The spectrum without feedback shows harmonics 2nd, 3rd, 5th, and 9th, while with maximum feedback it shows 2nd, 3rd, 7th, and 9th. The reactive mode presents a similar harmonic mixture. Anyone claiming that tubes generate exclusively even harmonics is not describing reality.

Some might object: “But you can hear a 0.1 % difference!” Experience proves otherwise. Replacing the ECC82 with other ECC82s, or compatible types such as 6211, 5814, or 12BH7, produced THD changes larger than 0.1 %, yet no audible difference. Blind tests over the years confirm that THD differences below about 0.5 % are detectable only by instruments, not by the human ear.

With these results in hand, it is natural to proceed to an analysis of the frequency and phase response, where further aspects of the circuit’s behaviour become evident.

Because of a scale setting error, phase plots are not directly comparable: 50 degrees per division for the resistive load and 10 degrees per division for the reactive load. Even so, the phase behaviour of the resistive load is clearly superior, with about 25 degrees of rotation starting at 1 kHz. This alone shows that reactive elements cause greater phase shift. A 10 kHz square-wave test further illustrates the point, where the generator’s signal is shown in yellow and the circuit’s response in blue.

On a resistive load nothing noteworthy appears apart from amplitude change. Rise and fall edges are only slightly rounded, due to the circuit’s stray capacitances. With an inductive load and no feedback the square wave is more rounded and distorted. As feedback is increased the deformation gradually decreases, but never disappears. At maximum feedback small ripples appear on the wave tops—ringing caused by a minor internal resonance.

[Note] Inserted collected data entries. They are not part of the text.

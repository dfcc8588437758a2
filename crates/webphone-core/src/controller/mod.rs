//! The call controller
//!
//! [`CallController`] owns the slot table, the media plug and the running
//! user agent. All of that state sits behind one async mutex, so UI
//! commands, signaling events and the delayed media plug flush never
//! interleave.
//!
//! # Architecture
//!
//! ```text
//! ┌─────────────────────────┐       PhoneEvent (broadcast)
//! │     Hosting UI          │ ◄─────────────────────────────┐
//! └───────────┬─────────────┘                               │
//!             │ make_call / hold / transfer / eavesdrop ... │
//! ┌───────────▼─────────────┐                               │
//! │    CallController       │ ──────────────────────────────┘
//! │  slots │ media plug     │ ◄──── SignalingEvent (mpsc) ──┐
//! └───────────┬─────────────┘                               │
//!             │ invite / hold / refer / dtmf / terminate    │
//! ┌───────────▼─────────────┐                               │
//! │  UserAgent (injected)   │ ──────────────────────────────┘
//! └─────────────────────────┘
//! ```
//!
//! Signaling events are queued until the host processes them, either by
//! spawning [`CallController::run`] or by calling
//! [`CallController::drain_events`] from its own loop. The `run` task does
//! not keep the controller alive: it ends once the host drops its last
//! handle.

mod calls;
mod dispatch;
mod monitor;

use std::sync::{Arc, Weak};

use tokio::sync::{mpsc, Mutex, Notify};
use tracing::{debug, info, warn};

use crate::config::PhoneConfig;
use crate::cti::{CtiChannel, CtiQueue};
use crate::error::{PhoneError, PhoneResult};
use crate::events::{EventEmitter, EventIterator, EventStream, PhoneEvent};
use crate::media::{MediaHost, SinkSet};
use crate::media_plug::{MediaPlugState, MediaPlugStatus};
use crate::session::{CallId, CallSession, SlotId, Trigger};
use crate::signaling::{
    AgentEnvelope, SignalingEventSink, SignalingSession, UserAgent, UserAgentFactory,
};

/// Call-control facade over an injected signaling stack
///
/// Cheap to clone; clones share the same state.
#[derive(Clone)]
pub struct CallController {
    inner: Arc<Inner>,
}

struct Inner {
    config: PhoneConfig,
    factory: Arc<dyn UserAgentFactory>,
    media_host: Arc<dyn MediaHost>,
    cti: Arc<dyn CtiChannel>,
    events: EventEmitter,
    state: Mutex<PhoneState>,
    event_tx: mpsc::UnboundedSender<AgentEnvelope>,
    /// Taken by `run()`; `drain_events()` uses it in place
    event_rx: Mutex<Option<mpsc::UnboundedReceiver<AgentEnvelope>>>,
    shutdown: Arc<Notify>,
}

impl Drop for Inner {
    fn drop(&mut self) {
        // stores a permit if `run()` is busy, so the wakeup is never lost
        self.shutdown.notify_one();
    }
}

/// A running user agent and the generation its events are tagged with
struct AgentHandle {
    generation: u64,
    agent: Arc<dyn UserAgent>,
}

/// A slot's session plus its signaling handle
pub(crate) struct CallSlot {
    pub(crate) session: CallSession,
    pub(crate) handle: Arc<dyn SignalingSession>,
}

#[derive(Default)]
pub(crate) struct PhoneState {
    initialized: bool,
    connected: bool,
    agent: Option<AgentHandle>,
    next_generation: u64,
    sinks: Option<SinkSet>,
    cti: Option<CtiQueue>,
    slots: Vec<Option<CallSlot>>,
    media_plug: MediaPlugState,
}

impl PhoneState {
    fn lowest_free_slot(&self) -> Option<SlotId> {
        self.slots.iter().position(Option::is_none)
    }

    fn slot_of(&self, call_id: CallId) -> Option<SlotId> {
        self.slots.iter().position(|slot| {
            slot.as_ref()
                .is_some_and(|call| call.session.call_id == call_id)
        })
    }

    fn call_mut(&mut self, slot: SlotId, max_sessions: usize) -> PhoneResult<&mut CallSlot> {
        if slot >= max_sessions {
            return Err(PhoneError::InvalidSlot { slot, max_sessions });
        }
        self.slots
            .get_mut(slot)
            .and_then(Option::as_mut)
            .ok_or(PhoneError::EmptySlot { slot })
    }

    fn snapshots(&self) -> Vec<Option<CallSession>> {
        self.slots
            .iter()
            .map(|slot| slot.as_ref().map(|call| call.session.clone()))
            .collect()
    }
}

impl CallController {
    /// Start building a controller
    pub fn builder() -> crate::builder::CallControllerBuilder {
        crate::builder::CallControllerBuilder::new()
    }

    pub(crate) fn from_parts(
        config: PhoneConfig,
        factory: Arc<dyn UserAgentFactory>,
        media_host: Arc<dyn MediaHost>,
        cti: Arc<dyn CtiChannel>,
    ) -> Self {
        let (event_tx, event_rx) = mpsc::unbounded_channel();
        let events = EventEmitter::new(config.event_capacity);
        Self {
            inner: Arc::new(Inner {
                config,
                factory,
                media_host,
                cti,
                events,
                state: Mutex::new(PhoneState::default()),
                event_tx,
                event_rx: Mutex::new(Some(event_rx)),
                shutdown: Arc::new(Notify::new()),
            }),
        }
    }

    /// One-time setup: allocate the audio sinks and start the user agent.
    ///
    /// Calling it again logs a warning and does nothing.
    pub async fn init(&self) -> PhoneResult<()> {
        let mut state = self.inner.state.lock().await;
        if state.initialized {
            warn!("Call controller already initialized");
            return Ok(());
        }

        let config = &self.inner.config;
        info!(
            user = %config.user_name,
            domain = %config.domain_name,
            max_sessions = config.max_sessions,
            "Initializing call controller"
        );

        let sinks = SinkSet::allocate(
            self.inner.media_host.as_ref(),
            (0..config.max_sessions).map(|slot| config.slot_sink_id(slot)),
            &config.media_plug_sink_id(),
        )?;
        state.sinks = Some(sinks);
        state.cti = Some(CtiQueue::spawn(self.inner.cti.clone()));
        state.slots = (0..config.max_sessions).map(|_| None).collect();
        state.initialized = true;

        self.start_user_agent(&mut state).await
    }

    /// Start the user agent if none is running
    pub async fn start(&self) -> PhoneResult<()> {
        let mut state = self.inner.state.lock().await;
        if !state.initialized {
            return Err(PhoneError::NotInitialized);
        }
        if state.agent.is_some() {
            debug!("User agent already running");
            return Ok(());
        }
        self.start_user_agent(&mut state).await
    }

    /// Stop the running user agent, tearing down its calls
    pub async fn stop(&self) {
        let mut state = self.inner.state.lock().await;
        self.teardown_agent(&mut state, "stopped by host").await;
    }

    async fn start_user_agent(&self, state: &mut PhoneState) -> PhoneResult<()> {
        state.connected = false;
        state.next_generation += 1;
        let generation = state.next_generation;

        let settings = self.inner.config.user_agent_settings();
        debug!(generation, uri = %settings.uri, "Starting user agent");

        let sink = SignalingEventSink::new(generation, self.inner.event_tx.clone());
        let agent = self.inner.factory.create(settings, sink)?;
        state.agent = Some(AgentHandle {
            generation,
            agent: agent.clone(),
        });

        if let Err(e) = agent.start().await {
            warn!(generation, "User agent failed to start: {}", e);
            state.agent = None;
            return Err(e);
        }

        info!(generation, "User agent started");
        Ok(())
    }

    /// Drop the user agent and everything that depended on it
    async fn teardown_agent(&self, state: &mut PhoneState, reason: &str) {
        let Some(handle) = state.agent.take() else {
            return;
        };
        info!(generation = handle.generation, reason, "Tearing down user agent");

        state.connected = false;
        handle.agent.stop().await;

        // the stopped agent will never report these calls ending
        for slot in state.slots.iter_mut() {
            if let Some(mut call) = slot.take() {
                if call.session.transition(Trigger::Terminated).is_ok() {
                    self.emit(PhoneEvent::SessionUpdate(call.session));
                }
            }
        }
        if state.media_plug.clear().is_some() {
            self.emit(PhoneEvent::MediaPlugTerminated);
        }

        self.emit(PhoneEvent::Stopped);
    }

    /// Process signaling events until every other handle to the controller
    /// has been dropped.
    ///
    /// Consumes its handle so the task holds the controller only while it
    /// handles an event. Meant to be spawned once; afterwards
    /// [`drain_events`](Self::drain_events) finds nothing to do.
    pub async fn run(self) {
        let Some(mut rx) = self.inner.event_rx.lock().await.take() else {
            warn!("Event loop already running");
            return;
        };
        let shutdown = self.inner.shutdown.clone();
        let weak: Weak<Inner> = Arc::downgrade(&self.inner);
        drop(self);
        debug!("Event loop started");

        loop {
            tokio::select! {
                _ = shutdown.notified() => break,
                envelope = rx.recv() => {
                    let Some(envelope) = envelope else { break };
                    let Some(inner) = weak.upgrade() else { break };
                    CallController { inner }.handle_envelope(envelope).await;
                }
            }
        }
        debug!("Event loop finished");
    }

    /// Process every signaling event queued so far, including events
    /// queued while processing. Returns how many were handled.
    pub async fn drain_events(&self) -> usize {
        let mut rx = self.inner.event_rx.lock().await;
        let Some(rx) = rx.as_mut() else {
            return 0;
        };
        let mut handled = 0;
        while let Ok(envelope) = rx.try_recv() {
            self.handle_envelope(envelope).await;
            handled += 1;
        }
        handled
    }

    pub(crate) fn emit(&self, event: PhoneEvent) {
        self.inner.events.emit(event);
    }

    /// Subscribe to controller events as a stream
    pub fn events(&self) -> EventStream {
        self.inner.events.stream()
    }

    /// Subscribe to controller events with a simple iterator
    pub fn subscribe(&self) -> EventIterator {
        self.inner.events.iter()
    }

    /// Configuration the controller was built with
    pub fn config(&self) -> &PhoneConfig {
        &self.inner.config
    }

    /// Number of call slots
    pub fn max_sessions(&self) -> usize {
        self.inner.config.max_sessions
    }

    /// Snapshot of every slot, indexed by slot id
    pub async fn sessions(&self) -> Vec<Option<CallSession>> {
        self.inner.state.lock().await.snapshots()
    }

    /// Snapshot of one slot
    pub async fn session(&self, slot: SlotId) -> Option<CallSession> {
        let state = self.inner.state.lock().await;
        state
            .slots
            .get(slot)
            .and_then(Option::as_ref)
            .map(|call| call.session.clone())
    }

    /// Whether the signaling transport is connected
    pub async fn is_connected(&self) -> bool {
        self.inner.state.lock().await.connected
    }

    /// Whether `init()` has run
    pub async fn is_initialized(&self) -> bool {
        self.inner.state.lock().await.initialized
    }

    /// Whether a user agent is running
    pub async fn is_running(&self) -> bool {
        self.inner.state.lock().await.agent.is_some()
    }

    /// Channel id of the established media plug
    pub async fn media_plug_uuid(&self) -> Option<String> {
        let state = self.inner.state.lock().await;
        state.media_plug.uuid().map(str::to_string)
    }

    /// Current media plug status
    pub async fn media_plug_status(&self) -> MediaPlugStatus {
        self.inner.state.lock().await.media_plug.status()
    }
}

impl std::fmt::Debug for CallController {
    fn fmt(&self, f: &mut std::fmt::Formatter<'_>) -> std::fmt::Result {
        f.debug_struct("CallController")
            .field("config", &self.inner.config)
            .field("subscribers", &self.inner.events.subscriber_count())
            .finish()
    }
}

These behaviours show that the most significant effects occur on transient signals, where capacitors and inductors inject additional components. Negative feedback can partially cancel these additions (which were introduced by the circuit itself, not contained in the source signal) and, through interaction, can also create new ones. More sophisticated instrumentation could describe these effects more precisely, but the tendencies are already clear.

Final considerations

In conclusion, it is clear that reactive elements add distortion to the signal, distortion unrelated to simple harmonics. This means that many zero-feedback circuits and the use of interstage transformers are aimed above all at coloring the sound, adding features that were not originally present. It is not negative feedback that “erases” information; it is the lack of feedback that generates new components. These can sometimes be pleasant, but—as demonstrated by the Nibiru experiment—they also bring unwanted side-effects such as sonic smearing and loss of definition.

Experience suggests that the best listening result comes from finding a balance: carefully adjusting the amount of negative feedback until you reach the sweet spot that provides a broad, engaging soundstage without the haze and artifacts typical of total feedback absence. Anyone wishing to repeat the experiment more simply can build only the reactive section with adjustable feedback, omitting the selector and tone control.

Nibiru shows that many audiophile “truths” are really myths. A touch of well-judged negative feedback works like a perfectly balanced seasoning: it enhances the music’s flavour without covering it.